- [PROBLEM DETAILS]: Reproduce the entries below exactly, but only from the line containing "self.toggle = state;" to the line containing "cfg.set_color(ColorSlot::Background, blue);", inclusive.

===== DATA SUPPLIED

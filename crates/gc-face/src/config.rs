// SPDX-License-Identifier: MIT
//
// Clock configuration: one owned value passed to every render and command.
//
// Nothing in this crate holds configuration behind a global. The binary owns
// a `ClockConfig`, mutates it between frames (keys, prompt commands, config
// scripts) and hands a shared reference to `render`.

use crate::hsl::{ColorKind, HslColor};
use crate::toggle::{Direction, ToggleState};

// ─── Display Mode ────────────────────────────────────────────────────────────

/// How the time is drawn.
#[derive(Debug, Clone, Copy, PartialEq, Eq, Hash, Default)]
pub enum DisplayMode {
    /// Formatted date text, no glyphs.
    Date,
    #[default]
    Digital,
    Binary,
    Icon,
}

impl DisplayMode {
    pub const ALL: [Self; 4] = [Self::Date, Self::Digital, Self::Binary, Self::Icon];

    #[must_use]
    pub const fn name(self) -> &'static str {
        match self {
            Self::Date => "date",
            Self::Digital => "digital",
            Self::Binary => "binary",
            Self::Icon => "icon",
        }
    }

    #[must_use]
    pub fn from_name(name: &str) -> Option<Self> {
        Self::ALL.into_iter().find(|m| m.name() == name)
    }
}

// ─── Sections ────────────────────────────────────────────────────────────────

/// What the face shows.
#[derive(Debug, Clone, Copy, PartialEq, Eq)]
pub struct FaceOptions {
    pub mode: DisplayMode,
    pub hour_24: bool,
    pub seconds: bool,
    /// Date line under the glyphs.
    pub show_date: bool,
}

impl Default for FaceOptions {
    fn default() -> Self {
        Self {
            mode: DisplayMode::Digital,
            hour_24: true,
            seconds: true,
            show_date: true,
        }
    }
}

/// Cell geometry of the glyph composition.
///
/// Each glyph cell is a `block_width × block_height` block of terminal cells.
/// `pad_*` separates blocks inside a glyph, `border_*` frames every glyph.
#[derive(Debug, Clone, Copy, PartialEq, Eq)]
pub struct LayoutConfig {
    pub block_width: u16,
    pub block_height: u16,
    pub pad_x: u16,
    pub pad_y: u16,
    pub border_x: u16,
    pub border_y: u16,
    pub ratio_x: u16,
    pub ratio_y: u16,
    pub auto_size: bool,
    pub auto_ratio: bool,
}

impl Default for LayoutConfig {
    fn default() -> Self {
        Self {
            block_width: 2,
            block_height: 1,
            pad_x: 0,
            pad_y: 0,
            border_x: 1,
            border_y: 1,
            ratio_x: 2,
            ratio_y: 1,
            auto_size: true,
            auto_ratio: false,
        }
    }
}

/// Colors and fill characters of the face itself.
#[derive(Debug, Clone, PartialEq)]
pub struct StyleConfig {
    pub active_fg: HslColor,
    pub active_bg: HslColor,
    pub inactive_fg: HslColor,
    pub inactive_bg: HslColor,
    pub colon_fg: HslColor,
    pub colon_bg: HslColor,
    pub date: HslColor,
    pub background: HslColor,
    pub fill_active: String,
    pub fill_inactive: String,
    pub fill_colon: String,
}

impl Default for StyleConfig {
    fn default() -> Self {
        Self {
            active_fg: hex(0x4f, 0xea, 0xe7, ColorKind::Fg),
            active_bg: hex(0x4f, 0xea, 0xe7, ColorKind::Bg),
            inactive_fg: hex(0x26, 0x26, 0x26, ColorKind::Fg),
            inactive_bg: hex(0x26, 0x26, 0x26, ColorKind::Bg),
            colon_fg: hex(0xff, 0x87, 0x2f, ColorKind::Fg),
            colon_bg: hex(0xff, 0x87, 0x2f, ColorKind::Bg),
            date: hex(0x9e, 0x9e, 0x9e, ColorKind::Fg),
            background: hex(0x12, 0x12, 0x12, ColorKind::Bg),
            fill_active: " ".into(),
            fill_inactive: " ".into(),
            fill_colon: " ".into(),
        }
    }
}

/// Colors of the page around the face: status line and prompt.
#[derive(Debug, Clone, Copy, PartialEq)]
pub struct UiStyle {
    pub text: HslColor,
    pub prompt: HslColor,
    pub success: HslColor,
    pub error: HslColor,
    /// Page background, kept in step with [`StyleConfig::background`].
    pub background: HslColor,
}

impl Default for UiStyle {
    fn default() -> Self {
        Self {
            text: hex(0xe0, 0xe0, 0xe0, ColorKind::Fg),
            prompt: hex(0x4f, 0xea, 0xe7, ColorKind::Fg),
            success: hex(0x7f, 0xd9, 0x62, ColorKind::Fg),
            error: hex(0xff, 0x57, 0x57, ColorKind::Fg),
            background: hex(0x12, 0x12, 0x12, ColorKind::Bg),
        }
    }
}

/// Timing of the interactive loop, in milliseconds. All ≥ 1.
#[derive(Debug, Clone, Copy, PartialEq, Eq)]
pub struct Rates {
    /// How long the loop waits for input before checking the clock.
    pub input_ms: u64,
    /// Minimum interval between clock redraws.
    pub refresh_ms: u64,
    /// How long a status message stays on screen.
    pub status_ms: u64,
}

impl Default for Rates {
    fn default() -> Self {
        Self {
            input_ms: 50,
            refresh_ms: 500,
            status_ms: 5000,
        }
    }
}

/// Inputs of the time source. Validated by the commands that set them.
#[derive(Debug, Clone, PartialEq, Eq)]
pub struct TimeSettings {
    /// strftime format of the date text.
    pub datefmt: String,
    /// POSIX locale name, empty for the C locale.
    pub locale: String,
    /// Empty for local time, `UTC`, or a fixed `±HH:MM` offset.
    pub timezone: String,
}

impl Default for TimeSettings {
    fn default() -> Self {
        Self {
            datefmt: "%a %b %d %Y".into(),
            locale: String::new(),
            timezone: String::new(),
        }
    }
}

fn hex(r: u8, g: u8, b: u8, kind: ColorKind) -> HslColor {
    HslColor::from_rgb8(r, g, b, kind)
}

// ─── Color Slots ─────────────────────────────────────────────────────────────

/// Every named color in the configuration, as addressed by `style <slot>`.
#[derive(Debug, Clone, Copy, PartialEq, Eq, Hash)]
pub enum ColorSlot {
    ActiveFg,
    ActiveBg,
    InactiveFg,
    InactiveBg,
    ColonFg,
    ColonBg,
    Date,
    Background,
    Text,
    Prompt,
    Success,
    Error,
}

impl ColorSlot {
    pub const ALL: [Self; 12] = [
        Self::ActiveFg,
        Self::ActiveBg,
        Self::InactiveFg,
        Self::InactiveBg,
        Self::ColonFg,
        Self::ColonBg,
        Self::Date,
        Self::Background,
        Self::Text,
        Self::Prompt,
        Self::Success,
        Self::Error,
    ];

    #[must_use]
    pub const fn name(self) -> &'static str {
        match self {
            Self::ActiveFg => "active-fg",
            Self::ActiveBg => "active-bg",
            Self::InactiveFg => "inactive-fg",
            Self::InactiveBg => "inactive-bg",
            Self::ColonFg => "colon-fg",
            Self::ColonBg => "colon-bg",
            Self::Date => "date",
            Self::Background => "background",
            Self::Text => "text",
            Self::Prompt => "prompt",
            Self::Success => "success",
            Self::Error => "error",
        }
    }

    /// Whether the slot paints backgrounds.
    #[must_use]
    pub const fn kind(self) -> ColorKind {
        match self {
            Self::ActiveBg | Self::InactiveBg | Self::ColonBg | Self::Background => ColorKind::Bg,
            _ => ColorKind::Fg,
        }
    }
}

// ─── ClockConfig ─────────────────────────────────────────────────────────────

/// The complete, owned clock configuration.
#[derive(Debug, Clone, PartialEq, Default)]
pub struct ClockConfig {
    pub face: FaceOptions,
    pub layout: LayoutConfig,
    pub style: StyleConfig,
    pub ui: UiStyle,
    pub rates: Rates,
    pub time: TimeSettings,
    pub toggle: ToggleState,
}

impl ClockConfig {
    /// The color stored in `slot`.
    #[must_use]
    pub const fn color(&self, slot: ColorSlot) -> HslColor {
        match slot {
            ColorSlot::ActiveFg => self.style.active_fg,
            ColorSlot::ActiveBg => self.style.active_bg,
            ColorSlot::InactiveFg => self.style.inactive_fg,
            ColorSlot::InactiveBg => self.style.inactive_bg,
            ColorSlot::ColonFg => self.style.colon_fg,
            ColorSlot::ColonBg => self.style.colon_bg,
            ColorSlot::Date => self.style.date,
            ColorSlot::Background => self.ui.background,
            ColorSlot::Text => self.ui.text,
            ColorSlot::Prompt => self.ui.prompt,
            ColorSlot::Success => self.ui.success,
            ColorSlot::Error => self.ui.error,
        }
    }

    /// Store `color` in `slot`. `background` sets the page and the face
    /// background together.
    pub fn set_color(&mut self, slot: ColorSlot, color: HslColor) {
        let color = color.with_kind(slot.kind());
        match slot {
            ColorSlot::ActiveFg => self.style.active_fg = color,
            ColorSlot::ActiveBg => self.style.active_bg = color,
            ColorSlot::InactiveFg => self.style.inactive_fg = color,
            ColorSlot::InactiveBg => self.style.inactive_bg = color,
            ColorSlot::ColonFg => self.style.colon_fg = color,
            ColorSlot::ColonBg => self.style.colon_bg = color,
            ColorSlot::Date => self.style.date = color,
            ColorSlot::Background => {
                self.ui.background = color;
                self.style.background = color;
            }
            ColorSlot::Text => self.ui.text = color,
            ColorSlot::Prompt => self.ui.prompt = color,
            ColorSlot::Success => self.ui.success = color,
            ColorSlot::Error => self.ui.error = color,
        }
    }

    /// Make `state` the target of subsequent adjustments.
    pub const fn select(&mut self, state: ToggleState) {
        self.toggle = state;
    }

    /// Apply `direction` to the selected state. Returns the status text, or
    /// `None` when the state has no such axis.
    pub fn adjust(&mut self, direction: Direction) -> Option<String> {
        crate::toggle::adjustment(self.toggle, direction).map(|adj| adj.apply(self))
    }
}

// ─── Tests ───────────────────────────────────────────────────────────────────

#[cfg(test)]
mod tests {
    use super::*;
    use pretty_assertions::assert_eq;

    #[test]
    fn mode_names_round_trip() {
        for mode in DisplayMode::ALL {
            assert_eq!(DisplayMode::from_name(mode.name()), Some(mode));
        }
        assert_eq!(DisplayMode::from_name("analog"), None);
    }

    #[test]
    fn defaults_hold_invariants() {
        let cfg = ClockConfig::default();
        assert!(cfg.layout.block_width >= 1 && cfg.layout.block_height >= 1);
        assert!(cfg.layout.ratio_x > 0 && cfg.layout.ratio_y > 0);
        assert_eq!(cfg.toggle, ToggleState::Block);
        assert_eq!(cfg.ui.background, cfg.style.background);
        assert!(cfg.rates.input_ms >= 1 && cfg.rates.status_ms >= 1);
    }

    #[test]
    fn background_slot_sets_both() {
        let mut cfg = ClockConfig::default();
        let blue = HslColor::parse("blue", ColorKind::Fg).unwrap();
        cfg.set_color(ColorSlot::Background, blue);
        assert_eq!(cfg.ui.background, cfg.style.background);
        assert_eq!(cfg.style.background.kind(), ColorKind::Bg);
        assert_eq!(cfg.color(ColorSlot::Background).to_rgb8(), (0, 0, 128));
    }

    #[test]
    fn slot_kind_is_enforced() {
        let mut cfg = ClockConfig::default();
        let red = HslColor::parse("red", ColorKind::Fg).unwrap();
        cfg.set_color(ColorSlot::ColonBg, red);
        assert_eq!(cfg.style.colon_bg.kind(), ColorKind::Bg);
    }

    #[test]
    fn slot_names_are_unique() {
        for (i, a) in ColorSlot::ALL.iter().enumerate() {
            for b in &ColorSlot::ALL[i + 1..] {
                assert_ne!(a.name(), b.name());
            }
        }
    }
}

==========

- [RESPONSE TO THIS TASK]:
        self.toggle = state;
    }

    /// Apply `direction` to the selected state. Returns the status text, or
    /// `None` when the state has no such axis.
    pub fn adjust(&mut self, direction: Direction) -> Option<String> {
        crate::toggle::adjustment(self.toggle, direction).map(|adj| adj.apply(self))
    }
}

// ─── Tests ───────────────────────────────────────────────────────────────────

#[cfg(test)]
mod tests {
    use super::*;
    use pretty_assertions::assert_eq;

    #[test]
    fn mode_names_round_trip() {
        for mode in DisplayMode::ALL {
            assert_eq!(DisplayMode::from_name(mode.name()), Some(mode));
        }
        assert_eq!(DisplayMode::from_name("analog"), None);
    }

    #[test]
    fn defaults_hold_invariants() {
        let cfg = ClockConfig::default();
        assert!(cfg.layout.block_width >= 1 && cfg.layout.block_height >= 1);
        assert!(cfg.layout.ratio_x > 0 && cfg.layout.ratio_y > 0);
        assert_eq!(cfg.toggle, ToggleState::Block);
        assert_eq!(cfg.ui.background, cfg.style.background);
        assert!(cfg.rates.input_ms >= 1 && cfg.rates.status_ms >= 1);
    }

    #[test]
    fn background_slot_sets_both() {
        let mut cfg = ClockConfig::default();
        let blue = HslColor::parse("blue", ColorKind::Fg).unwrap();
        cfg.set_color(ColorSlot::Background, blue);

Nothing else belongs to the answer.